• EXERCISE DETAILS:
Find the string "RunArgs" in the data, then copy every line where it is found.

(Source data)
┏━━

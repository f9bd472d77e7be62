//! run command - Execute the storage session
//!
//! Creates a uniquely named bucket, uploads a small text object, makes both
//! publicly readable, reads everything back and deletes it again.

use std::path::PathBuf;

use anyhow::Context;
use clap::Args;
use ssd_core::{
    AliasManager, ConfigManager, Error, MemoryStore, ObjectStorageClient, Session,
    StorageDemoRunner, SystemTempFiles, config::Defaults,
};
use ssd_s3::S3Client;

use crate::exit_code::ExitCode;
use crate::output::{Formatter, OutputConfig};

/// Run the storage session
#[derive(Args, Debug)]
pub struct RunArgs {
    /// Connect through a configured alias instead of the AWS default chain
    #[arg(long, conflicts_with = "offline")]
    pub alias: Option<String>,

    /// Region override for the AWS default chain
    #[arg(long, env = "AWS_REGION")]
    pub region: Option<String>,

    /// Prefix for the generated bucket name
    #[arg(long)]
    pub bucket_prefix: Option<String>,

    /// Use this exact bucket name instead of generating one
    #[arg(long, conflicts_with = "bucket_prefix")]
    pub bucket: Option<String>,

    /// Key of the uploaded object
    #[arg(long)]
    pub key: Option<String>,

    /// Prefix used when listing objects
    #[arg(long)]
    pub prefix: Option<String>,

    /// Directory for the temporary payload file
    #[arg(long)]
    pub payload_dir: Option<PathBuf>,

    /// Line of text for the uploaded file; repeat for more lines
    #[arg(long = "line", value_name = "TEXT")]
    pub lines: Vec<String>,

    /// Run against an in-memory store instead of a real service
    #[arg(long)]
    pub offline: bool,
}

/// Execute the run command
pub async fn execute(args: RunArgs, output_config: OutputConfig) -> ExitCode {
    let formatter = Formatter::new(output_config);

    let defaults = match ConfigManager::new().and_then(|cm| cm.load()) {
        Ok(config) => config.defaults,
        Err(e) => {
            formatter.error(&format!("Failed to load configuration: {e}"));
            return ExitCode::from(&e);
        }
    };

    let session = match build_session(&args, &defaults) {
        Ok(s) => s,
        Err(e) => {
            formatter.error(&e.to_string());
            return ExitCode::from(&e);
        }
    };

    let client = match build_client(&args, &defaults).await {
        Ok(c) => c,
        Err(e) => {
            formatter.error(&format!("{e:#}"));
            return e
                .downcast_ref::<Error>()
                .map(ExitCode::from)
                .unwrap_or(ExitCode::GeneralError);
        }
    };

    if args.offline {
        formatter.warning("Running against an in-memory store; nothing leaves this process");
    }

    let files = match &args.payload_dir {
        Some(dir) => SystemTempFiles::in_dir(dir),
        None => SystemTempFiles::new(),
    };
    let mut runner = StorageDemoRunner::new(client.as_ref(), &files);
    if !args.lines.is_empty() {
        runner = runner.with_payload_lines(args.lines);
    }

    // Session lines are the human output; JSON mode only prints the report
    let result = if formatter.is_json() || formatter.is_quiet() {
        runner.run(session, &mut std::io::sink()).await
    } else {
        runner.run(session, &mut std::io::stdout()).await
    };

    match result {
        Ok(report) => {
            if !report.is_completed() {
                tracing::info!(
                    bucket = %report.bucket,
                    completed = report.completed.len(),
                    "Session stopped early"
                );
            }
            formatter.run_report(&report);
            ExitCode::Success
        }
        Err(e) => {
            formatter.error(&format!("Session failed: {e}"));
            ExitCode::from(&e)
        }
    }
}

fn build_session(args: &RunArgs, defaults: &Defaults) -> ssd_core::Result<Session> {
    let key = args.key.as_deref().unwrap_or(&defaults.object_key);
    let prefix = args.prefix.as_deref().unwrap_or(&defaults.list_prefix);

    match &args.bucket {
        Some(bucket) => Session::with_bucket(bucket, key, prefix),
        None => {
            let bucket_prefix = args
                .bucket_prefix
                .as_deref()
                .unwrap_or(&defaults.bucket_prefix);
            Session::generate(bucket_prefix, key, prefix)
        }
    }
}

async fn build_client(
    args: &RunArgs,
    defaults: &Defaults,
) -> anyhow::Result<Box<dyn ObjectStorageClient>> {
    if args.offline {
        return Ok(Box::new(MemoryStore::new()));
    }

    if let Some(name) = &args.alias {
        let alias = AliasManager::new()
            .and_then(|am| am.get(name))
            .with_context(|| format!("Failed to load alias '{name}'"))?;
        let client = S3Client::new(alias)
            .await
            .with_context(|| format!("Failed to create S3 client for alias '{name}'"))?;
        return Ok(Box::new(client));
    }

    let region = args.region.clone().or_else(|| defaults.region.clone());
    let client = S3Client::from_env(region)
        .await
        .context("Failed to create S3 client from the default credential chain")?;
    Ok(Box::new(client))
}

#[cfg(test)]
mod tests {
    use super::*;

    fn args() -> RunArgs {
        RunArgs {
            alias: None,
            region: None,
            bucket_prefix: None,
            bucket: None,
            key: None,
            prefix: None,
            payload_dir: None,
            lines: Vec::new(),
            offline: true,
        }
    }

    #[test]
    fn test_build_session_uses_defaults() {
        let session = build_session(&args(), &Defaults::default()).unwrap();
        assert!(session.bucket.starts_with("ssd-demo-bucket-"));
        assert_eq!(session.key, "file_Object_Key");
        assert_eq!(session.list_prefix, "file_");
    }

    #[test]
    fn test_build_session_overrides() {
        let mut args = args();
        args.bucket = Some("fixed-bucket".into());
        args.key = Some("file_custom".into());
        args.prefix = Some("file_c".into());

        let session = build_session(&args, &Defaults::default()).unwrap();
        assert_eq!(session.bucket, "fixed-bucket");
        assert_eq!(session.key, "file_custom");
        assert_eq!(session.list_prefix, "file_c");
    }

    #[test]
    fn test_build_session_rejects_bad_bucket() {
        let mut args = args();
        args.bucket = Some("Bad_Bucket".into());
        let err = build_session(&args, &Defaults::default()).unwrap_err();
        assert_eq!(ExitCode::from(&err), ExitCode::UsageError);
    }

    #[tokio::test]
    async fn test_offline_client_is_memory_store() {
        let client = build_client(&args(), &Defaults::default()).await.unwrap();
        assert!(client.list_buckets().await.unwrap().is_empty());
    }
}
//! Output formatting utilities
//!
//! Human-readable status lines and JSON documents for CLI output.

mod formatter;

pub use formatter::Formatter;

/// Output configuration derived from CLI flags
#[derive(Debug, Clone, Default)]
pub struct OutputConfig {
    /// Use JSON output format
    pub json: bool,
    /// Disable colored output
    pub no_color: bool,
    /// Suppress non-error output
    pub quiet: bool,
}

┗━━

• RESULT OF THE TASK:
pub struct RunArgs {
pub async fn execute(args: RunArgs, output_config: OutputConfig) -> ExitCode {
fn build_session(args: &RunArgs, defaults: &Defaults) -> ssd_core::Result<Session> {
    args: &RunArgs,
    fn args() -> RunArgs {
        RunArgs {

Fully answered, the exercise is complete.